[Data shown Boundary: Start]
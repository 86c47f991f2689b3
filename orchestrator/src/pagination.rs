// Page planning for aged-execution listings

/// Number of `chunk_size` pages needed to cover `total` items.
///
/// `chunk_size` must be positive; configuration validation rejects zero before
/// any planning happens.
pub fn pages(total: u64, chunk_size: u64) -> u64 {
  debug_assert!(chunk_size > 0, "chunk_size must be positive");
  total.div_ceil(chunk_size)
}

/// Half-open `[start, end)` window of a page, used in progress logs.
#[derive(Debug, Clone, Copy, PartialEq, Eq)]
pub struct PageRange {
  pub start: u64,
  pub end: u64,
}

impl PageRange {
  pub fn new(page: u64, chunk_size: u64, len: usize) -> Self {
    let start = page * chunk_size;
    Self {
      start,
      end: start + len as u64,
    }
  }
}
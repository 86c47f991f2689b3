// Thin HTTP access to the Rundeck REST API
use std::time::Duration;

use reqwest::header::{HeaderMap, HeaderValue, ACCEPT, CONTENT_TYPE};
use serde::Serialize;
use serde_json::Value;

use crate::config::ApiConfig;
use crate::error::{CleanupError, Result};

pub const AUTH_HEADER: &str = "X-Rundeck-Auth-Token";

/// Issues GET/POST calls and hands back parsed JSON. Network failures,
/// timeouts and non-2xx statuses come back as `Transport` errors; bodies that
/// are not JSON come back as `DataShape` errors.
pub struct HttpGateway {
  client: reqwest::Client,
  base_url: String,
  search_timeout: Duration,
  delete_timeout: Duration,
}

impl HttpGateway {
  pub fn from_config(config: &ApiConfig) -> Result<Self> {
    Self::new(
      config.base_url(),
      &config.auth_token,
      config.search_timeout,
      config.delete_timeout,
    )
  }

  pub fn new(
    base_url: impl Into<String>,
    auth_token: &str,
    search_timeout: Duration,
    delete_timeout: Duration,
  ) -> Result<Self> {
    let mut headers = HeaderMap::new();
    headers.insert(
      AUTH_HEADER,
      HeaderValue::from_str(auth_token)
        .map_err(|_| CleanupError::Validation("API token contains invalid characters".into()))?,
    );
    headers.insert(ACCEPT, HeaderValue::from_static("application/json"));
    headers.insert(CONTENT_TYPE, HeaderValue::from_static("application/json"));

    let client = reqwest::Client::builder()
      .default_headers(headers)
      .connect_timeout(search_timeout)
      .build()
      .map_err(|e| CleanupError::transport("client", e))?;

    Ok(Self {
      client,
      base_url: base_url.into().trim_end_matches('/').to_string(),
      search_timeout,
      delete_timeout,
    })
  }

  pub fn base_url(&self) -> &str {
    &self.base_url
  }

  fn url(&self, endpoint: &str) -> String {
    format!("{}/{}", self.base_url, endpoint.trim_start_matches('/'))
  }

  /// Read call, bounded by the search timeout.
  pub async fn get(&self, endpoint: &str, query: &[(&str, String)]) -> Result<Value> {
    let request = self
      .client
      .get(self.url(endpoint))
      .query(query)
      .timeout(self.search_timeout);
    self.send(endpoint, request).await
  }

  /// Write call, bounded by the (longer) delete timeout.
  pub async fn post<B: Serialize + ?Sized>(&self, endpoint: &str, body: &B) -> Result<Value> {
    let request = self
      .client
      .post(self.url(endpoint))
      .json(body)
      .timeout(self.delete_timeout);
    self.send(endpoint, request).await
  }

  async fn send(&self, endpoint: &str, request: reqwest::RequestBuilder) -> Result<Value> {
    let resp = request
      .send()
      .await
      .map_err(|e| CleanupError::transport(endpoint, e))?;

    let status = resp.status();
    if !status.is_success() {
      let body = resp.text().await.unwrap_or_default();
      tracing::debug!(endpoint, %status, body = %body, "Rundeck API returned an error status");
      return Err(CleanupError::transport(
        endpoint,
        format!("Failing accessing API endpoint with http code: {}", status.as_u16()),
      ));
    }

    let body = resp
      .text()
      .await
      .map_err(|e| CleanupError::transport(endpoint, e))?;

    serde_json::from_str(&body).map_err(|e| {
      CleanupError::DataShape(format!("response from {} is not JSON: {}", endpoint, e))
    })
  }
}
[Data shown Boundary: End]
[Data shown Boundary: Start]
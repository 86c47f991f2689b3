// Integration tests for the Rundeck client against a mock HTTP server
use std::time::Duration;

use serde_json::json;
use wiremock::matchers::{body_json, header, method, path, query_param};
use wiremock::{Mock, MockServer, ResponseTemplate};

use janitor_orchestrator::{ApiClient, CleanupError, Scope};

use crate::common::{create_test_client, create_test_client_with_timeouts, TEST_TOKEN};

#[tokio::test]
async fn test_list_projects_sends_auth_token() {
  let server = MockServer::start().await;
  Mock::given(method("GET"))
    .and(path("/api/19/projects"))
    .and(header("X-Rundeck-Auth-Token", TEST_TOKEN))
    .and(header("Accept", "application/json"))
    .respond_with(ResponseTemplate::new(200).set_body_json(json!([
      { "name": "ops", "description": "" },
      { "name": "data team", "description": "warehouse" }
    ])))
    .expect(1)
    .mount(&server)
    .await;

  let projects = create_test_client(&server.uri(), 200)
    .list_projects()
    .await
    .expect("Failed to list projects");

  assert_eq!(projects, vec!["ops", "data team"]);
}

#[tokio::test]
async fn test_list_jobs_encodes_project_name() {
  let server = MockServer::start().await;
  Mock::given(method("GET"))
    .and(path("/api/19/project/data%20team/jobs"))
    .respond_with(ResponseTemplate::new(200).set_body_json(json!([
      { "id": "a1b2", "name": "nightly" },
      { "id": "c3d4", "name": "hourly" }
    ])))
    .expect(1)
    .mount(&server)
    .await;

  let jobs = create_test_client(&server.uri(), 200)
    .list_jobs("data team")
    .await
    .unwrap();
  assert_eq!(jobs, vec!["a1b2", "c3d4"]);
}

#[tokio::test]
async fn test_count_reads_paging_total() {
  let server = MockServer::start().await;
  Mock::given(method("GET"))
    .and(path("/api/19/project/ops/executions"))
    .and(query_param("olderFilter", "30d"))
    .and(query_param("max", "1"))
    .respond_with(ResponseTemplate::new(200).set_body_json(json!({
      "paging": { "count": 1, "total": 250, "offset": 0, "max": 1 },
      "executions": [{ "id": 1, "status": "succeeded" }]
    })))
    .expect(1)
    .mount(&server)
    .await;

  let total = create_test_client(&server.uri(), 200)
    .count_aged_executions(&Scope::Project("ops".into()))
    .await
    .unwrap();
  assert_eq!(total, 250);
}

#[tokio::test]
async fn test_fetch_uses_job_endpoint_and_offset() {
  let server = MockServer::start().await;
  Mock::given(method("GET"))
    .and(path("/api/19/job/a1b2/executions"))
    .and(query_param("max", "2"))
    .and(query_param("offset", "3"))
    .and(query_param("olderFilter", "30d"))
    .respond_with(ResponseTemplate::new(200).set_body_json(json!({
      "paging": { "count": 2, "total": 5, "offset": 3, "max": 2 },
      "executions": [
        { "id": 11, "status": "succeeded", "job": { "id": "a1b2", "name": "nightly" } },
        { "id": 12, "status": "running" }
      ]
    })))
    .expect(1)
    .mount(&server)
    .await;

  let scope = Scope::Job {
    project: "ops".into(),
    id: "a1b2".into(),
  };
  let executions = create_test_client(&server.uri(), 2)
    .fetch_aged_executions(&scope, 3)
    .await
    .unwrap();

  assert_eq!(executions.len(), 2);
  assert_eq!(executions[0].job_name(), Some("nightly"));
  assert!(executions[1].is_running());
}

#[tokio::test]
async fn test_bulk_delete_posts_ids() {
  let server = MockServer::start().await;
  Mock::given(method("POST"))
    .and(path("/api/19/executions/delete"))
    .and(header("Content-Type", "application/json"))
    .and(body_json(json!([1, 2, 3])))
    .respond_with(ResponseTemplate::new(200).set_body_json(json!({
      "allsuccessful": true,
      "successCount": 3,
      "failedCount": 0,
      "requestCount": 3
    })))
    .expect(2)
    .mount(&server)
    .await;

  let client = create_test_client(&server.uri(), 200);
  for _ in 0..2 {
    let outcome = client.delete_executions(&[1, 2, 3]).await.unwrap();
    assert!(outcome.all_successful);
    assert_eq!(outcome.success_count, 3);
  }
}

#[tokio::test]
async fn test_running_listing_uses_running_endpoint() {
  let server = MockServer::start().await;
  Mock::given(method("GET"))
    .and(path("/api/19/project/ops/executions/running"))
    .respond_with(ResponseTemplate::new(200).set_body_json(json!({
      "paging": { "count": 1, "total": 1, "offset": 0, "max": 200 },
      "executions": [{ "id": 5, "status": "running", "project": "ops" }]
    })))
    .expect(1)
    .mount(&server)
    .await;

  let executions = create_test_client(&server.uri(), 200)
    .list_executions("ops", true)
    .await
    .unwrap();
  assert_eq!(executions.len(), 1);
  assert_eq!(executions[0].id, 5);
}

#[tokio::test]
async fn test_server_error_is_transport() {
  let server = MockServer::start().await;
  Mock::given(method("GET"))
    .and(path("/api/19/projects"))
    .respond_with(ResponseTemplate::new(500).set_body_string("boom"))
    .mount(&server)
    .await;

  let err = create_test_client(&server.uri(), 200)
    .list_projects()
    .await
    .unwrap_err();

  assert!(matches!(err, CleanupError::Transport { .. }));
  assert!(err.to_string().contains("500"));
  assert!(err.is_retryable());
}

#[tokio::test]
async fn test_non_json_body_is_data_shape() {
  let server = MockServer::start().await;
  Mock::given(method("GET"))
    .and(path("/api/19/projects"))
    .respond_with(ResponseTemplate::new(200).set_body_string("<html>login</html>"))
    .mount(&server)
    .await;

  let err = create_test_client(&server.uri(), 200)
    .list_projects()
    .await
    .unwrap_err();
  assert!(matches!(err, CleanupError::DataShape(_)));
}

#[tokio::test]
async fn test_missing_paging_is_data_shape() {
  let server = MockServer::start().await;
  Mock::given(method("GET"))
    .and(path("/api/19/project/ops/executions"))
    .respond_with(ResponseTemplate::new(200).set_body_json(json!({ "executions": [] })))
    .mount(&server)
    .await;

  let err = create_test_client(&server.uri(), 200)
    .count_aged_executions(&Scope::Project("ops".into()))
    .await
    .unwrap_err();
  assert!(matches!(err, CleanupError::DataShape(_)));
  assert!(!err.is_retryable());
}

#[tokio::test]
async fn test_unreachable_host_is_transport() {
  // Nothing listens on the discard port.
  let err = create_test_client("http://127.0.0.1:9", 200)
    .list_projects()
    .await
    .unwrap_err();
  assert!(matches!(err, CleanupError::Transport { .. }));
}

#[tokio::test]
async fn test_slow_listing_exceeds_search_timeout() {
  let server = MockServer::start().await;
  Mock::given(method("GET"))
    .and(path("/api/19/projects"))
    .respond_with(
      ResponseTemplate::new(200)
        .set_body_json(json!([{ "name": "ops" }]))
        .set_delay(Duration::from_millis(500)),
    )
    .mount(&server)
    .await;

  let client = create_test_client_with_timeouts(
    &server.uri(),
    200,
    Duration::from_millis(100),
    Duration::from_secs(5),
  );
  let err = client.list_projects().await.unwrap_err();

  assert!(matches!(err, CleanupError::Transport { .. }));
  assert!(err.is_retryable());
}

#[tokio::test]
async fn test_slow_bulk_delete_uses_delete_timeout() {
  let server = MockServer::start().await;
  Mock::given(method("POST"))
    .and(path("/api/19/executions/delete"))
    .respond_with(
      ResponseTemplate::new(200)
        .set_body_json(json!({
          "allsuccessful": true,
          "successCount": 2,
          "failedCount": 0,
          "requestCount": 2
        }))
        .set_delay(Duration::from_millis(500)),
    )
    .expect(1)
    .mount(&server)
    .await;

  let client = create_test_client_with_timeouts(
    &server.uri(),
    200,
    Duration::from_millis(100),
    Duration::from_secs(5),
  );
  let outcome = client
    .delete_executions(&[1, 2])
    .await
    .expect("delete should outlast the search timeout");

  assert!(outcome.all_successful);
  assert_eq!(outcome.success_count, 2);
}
[Data shown Boundary: End]
◆ Prompt
Track down every line in the entries that includes the string "pages", and copy it.

◆ Exercise result
/// Number of `chunk_size` pages needed to cover `total` items.
pub fn pages(total: u64, chunk_size: u64) -> u64 {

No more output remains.